* **What to do**: In the records below, locate the line containing "let args = Args::parse();", then output that line and all later lines exactly, through the last one.

* **Extracted entries**:
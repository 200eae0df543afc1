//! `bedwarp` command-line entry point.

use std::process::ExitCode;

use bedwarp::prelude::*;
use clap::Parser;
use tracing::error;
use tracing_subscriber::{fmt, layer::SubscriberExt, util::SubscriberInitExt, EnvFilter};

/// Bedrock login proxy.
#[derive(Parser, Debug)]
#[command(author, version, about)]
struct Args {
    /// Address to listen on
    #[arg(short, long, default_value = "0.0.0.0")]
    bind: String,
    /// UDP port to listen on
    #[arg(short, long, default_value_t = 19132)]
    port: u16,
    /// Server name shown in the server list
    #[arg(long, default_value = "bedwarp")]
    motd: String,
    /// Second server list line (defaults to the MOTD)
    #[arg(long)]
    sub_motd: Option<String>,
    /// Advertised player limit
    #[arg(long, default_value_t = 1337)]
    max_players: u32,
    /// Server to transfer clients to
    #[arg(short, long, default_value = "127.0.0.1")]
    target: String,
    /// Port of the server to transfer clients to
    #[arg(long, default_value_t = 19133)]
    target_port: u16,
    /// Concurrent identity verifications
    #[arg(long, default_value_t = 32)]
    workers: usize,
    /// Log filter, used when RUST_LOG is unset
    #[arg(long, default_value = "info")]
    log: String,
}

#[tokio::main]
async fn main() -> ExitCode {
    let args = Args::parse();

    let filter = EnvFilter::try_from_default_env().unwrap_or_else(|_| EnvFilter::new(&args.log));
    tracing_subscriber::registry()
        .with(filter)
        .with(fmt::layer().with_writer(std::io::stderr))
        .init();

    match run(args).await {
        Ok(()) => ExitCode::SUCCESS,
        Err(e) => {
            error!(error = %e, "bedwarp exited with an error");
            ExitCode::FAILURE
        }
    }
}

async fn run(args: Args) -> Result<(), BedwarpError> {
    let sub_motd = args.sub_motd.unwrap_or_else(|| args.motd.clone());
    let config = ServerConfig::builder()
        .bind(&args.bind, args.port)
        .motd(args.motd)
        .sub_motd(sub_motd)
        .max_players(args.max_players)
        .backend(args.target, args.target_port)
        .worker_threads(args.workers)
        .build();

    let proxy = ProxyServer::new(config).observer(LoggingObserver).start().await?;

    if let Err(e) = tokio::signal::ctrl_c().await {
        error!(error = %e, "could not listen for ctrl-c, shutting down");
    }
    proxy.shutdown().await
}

* **Problem solution**:
    let args = Args::parse();

    let filter = EnvFilter::try_from_default_env().unwrap_or_else(|_| EnvFilter::new(&args.log));
    tracing_subscriber::registry()
        .with(filter)
        .with(fmt::layer().with_writer(std::io::stderr))
        .init();

    match run(args).await {
        Ok(()) => ExitCode::SUCCESS,
        Err(e) => {
            error!(error = %e, "bedwarp exited with an error");
            ExitCode::FAILURE
        }
    }
}

async fn run(args: Args) -> Result<(), BedwarpError> {
    let sub_motd = args.sub_motd.unwrap_or_else(|| args.motd.clone());
    let config = ServerConfig::builder()
        .bind(&args.bind, args.port)
        .motd(args.motd)
        .sub_motd(sub_motd)
        .max_players(args.max_players)
        .backend(args.target, args.target_port)
        .worker_threads(args.workers)
        .build();

    let proxy = ProxyServer::new(config).observer(LoggingObserver).start().await?;

    if let Err(e) = tokio::signal::ctrl_c().await {
        error!(error = %e, "could not listen for ctrl-c, shutting down");
    }
    proxy.shutdown().await
}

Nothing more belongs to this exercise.